We were camped on a beach on the far west coast of South Australia enjoying a few wines and nibbles and enjoying the sunset when we noticed a bank of cloud moving pretty rapidly in our direction. Our mate, who has had his fair share of nautical experiences casually remarked that there was a 'blow' coming.
The resultant change was sudden and dramatic. One minute we were enjoying a balmy late afternoon, the sun sinking slowly to the horizon, the sea like a mirror with a low, low oily swell lifting gently onto and up the sandy beach. The cliffs had taken on the colour of burnished gold before plunging into dark grey as the cloud rolled closer — and then the wind hit.
A vacant chairs took off, tumbling before the 'southerly buster' and an awning canvas began snapping in the breeze. The sea, so gentle a second before, became a turbulent expanse of battleship grey flecked by violent white-caps; tearing, piercing and now washed with cold spray from a sombre sea.
We rushed back to our campers, battened down the hatches and doors, seeking shelter from the storm. The worse passed in a few minutes and we came out of our abodes to a cooler and more subtle slate-coloured scene.
A few weeks later my mate was camped at Twilight Cove, one of my favourite beach camps in southern Australia when he and his camping companions noticed a plane flying low and waggling its wings in what was the first of a couple of low level passes before it turned and flew away. Just minutes later a 'Southerly Buster' hit with all its fury, ripping an awning off its mounting, lifting a camp table up and flinging it against the cliffs 200 metres away, rolling a pegged down camping gazebo hundreds of metres along the beach, while also tearing a couple of wind-out windows and vents on both of the slide-on campers off their hinges.
Minutes later all was calm again and my mates counted the cost of the quick and sudden change.
While NSW people have long thought they were the sole recipients of what they thought were Southerly Busters, but during my youth, spent largely on the beaches of South Australia, proceedings were often punctuated by what we also called Southerly Busters.

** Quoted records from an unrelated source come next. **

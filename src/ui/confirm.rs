//! Confirm modal view
//!
//! A modal whose footer is a row of labelled buttons. Pressing a button
//! raises a button-press notification carrying the label; the confirm
//! view itself attaches no meaning to any label.

use crossterm::event::{KeyCode, KeyEvent, MouseButton, MouseEvent, MouseEventKind};
use ratatui::{
    layout::{Alignment, Rect},
    text::{Line, Span},
    widgets::{Block, Borders, Paragraph},
    Frame,
};

use crate::{
    error::ViewResult,
    event::{EventCallback, EventKind, ModalEvent},
    ui::layout::{button_row, hit},
    ui::modal::{Modal, ModalOptions, ModalResult, ModalView, SectionSource},
    ui::theme::Theme,
};

/// Construction options for [`ConfirmView`]
pub struct ConfirmOptions {
    /// Options for the underlying modal; its footer is replaced by the
    /// button row
    pub modal: ModalOptions,
    /// Ordered button labels rendered into the footer
    pub buttons: Vec<String>,
    /// Callback registered for the button-press notification
    pub on_button_pressed: Option<EventCallback>,
}

impl Default for ConfirmOptions {
    fn default() -> Self {
        Self {
            modal: ModalOptions::default(),
            buttons: vec!["OK".to_string(), "Cancel".to_string()],
            on_button_pressed: None,
        }
    }
}

/// Modal with labelled footer buttons
///
/// Owns a [`ModalView`] and delegates the show/hide lifecycle and the
/// header/content sections to it.
pub struct ConfirmView {
    modal: ModalView,
    buttons: Vec<String>,
    selected: usize,
    /// Button rectangles recorded at render time, keyed by label
    button_areas: Vec<(String, Rect)>,
}

impl ConfirmView {
    /// Create a new hidden confirm view from construction options
    pub fn new(options: ConfirmOptions) -> Self {
        let ConfirmOptions {
            mut modal,
            buttons,
            on_button_pressed,
        } = options;

        // The button row owns the footer section
        modal.footer = Some(SectionSource::Text(footer_line(&buttons)));
        let mut modal = ModalView::new(modal);
        if let Some(callback) = on_button_pressed {
            modal.on(EventKind::ButtonPress, callback);
        }

        Self {
            modal,
            buttons,
            selected: 0,
            button_areas: Vec::new(),
        }
    }

    /// Make the view visible
    pub fn show(&mut self) -> ViewResult<()> {
        self.selected = 0;
        self.modal.show()
    }

    /// Register a callback for an event kind
    pub fn on(&mut self, kind: EventKind, callback: EventCallback) {
        self.modal.on(kind, callback);
    }

    /// Deliver an event to this instance's subscribers
    pub(crate) fn emit(&mut self, event: &ModalEvent) {
        self.modal.emit(event);
    }

    /// Current button labels in footer order
    pub fn buttons(&self) -> &[String] {
        &self.buttons
    }

    /// Replace the button labels
    ///
    /// Emits a footer-changed notification when the rendered footer
    /// line differs from the current one.
    pub fn set_buttons(&mut self, labels: Vec<String>) {
        let line = footer_line(&labels);
        self.buttons = labels;
        self.selected = 0;
        self.button_areas.clear();
        self.modal.set_footer(SectionSource::Text(line));
    }

    /// Currently selected button label, if any buttons exist
    pub fn selected_button(&self) -> Option<&str> {
        self.buttons.get(self.selected).map(String::as_str)
    }

    /// Screen rectangle recorded for a button at the last render
    pub fn button_area(&self, label: &str) -> Option<Rect> {
        self.button_areas
            .iter()
            .find(|(recorded, _)| recorded == label)
            .map(|(_, cell)| *cell)
    }

    /// Current header text
    pub fn header(&self) -> Option<String> {
        self.modal.header()
    }

    /// Replace the header section
    pub fn set_header<S: Into<SectionSource>>(&mut self, source: S) {
        self.modal.set_header(source);
    }

    /// Current content text
    pub fn content(&self) -> Option<String> {
        self.modal.content()
    }

    /// Replace the content section
    pub fn set_content<S: Into<SectionSource>>(&mut self, source: S) {
        self.modal.set_content(source);
    }

    /// Current footer text (the rendered button line)
    pub fn footer(&self) -> Option<String> {
        self.modal.footer()
    }

    /// Set the container size as percentages of the frame
    pub fn set_size_percent(&mut self, width_percent: u16, height_percent: u16) {
        self.modal.set_size_percent(width_percent, height_percent);
    }

    /// Control whether a click on the overlay hides the modal
    pub fn set_dismiss_on_overlay_click(&mut self, dismiss: bool) {
        self.modal.set_dismiss_on_overlay_click(dismiss);
    }

    /// Emit the button-press notification for a label
    fn press(&mut self, label: String) -> ModalResult {
        self.modal.emit(&ModalEvent::ButtonPressed(label.clone()));
        ModalResult::ButtonPressed(label)
    }
}

impl Modal for ConfirmView {
    fn render(&mut self, frame: &mut Frame, area: Rect, theme: &Theme) {
        self.button_areas.clear();
        let footer_area = match self.modal.render_shell(frame, area, theme) {
            Some(footer_area) => footer_area,
            None => return,
        };

        if self.buttons.is_empty() {
            // Nothing to press; close the container frame
            let empty = Paragraph::new("").block(
                Block::default()
                    .borders(Borders::LEFT | Borders::RIGHT | Borders::BOTTOM)
                    .border_style(theme.container_border_style()),
            );
            frame.render_widget(empty, footer_area);
            return;
        }

        let cells = button_row(footer_area, self.buttons.len());
        for (index, (label, cell)) in self.buttons.iter().zip(cells).enumerate() {
            let style = if index == self.selected {
                theme.button_selected_style()
            } else {
                theme.button_style()
            };

            let button = Paragraph::new(Line::from(vec![Span::styled(label.as_str(), style)]))
                .block(
                    Block::default()
                        .borders(Borders::ALL)
                        .border_style(theme.border_style()),
                )
                .alignment(Alignment::Center);
            frame.render_widget(button, cell);
            self.button_areas.push((label.clone(), cell));
        }
    }

    fn handle_key_event(&mut self, key: KeyEvent) -> ViewResult<ModalResult> {
        if !self.modal.is_visible() {
            return Ok(ModalResult::None);
        }

        match key.code {
            KeyCode::Left | KeyCode::Char('h') => {
                self.selected = self.selected.saturating_sub(1);
                Ok(ModalResult::None)
            }
            KeyCode::Right | KeyCode::Char('l') => {
                if self.selected + 1 < self.buttons.len() {
                    self.selected += 1;
                }
                Ok(ModalResult::None)
            }
            KeyCode::Enter => match self.buttons.get(self.selected).cloned() {
                Some(label) => Ok(self.press(label)),
                None => Ok(ModalResult::None),
            },
            _ => self.modal.handle_key_event(key),
        }
    }

    fn handle_mouse_event(&mut self, mouse: MouseEvent) -> ViewResult<ModalResult> {
        if !self.modal.is_visible() {
            return Ok(ModalResult::None);
        }

        if let MouseEventKind::Down(MouseButton::Left) = mouse.kind {
            let pressed = self
                .button_areas
                .iter()
                .position(|(_, cell)| hit(*cell, mouse.column, mouse.row));
            if let Some(index) = pressed {
                self.selected = index;
                let label = self.button_areas[index].0.clone();
                return Ok(self.press(label));
            }
        }

        self.modal.handle_mouse_event(mouse)
    }

    fn is_visible(&self) -> bool {
        self.modal.is_visible()
    }

    fn hide(&mut self) {
        self.modal.hide();
    }
}

/// Footer text rendering of a button label list
fn footer_line(labels: &[String]) -> String {
    labels
        .iter()
        .map(|label| format!("[ {} ]", label))
        .collect::<Vec<_>>()
        .join("  ")
}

These dramatic weather events, also called 'backdoor fronts' in the USA and 'Spanish Plumes' in Europe, generally occur in summer and are characterised by a violent wind change and a plummet in temperature of up to 15°C, or more. But it's the wind change that can adversely and most dramatically affect us. Just earlier this year the Clipper Fleet, which was then sailing up the NSW coast was hit by a classical Southerly Buster, where the wind went from a 17 knot (32kph) north-easterly to a 55 knot (101kph) south-westerly in the matter of seconds. That is a bloody dramatic wind change when you consider wind gusts of 100kph can take roofs off houses, let alone tents out of their far less permanent moorings.
Such a wind change when you're camping on what are some pretty exposed beaches along our southern coastline can send the camp into turmoil, as we recently found out during the aforementioned episodes. My advice? Keep a lookout for such weather changes, batten down the hatches before it hits —and have the tent and camper canvas pegged down with some bloody good sand pegs!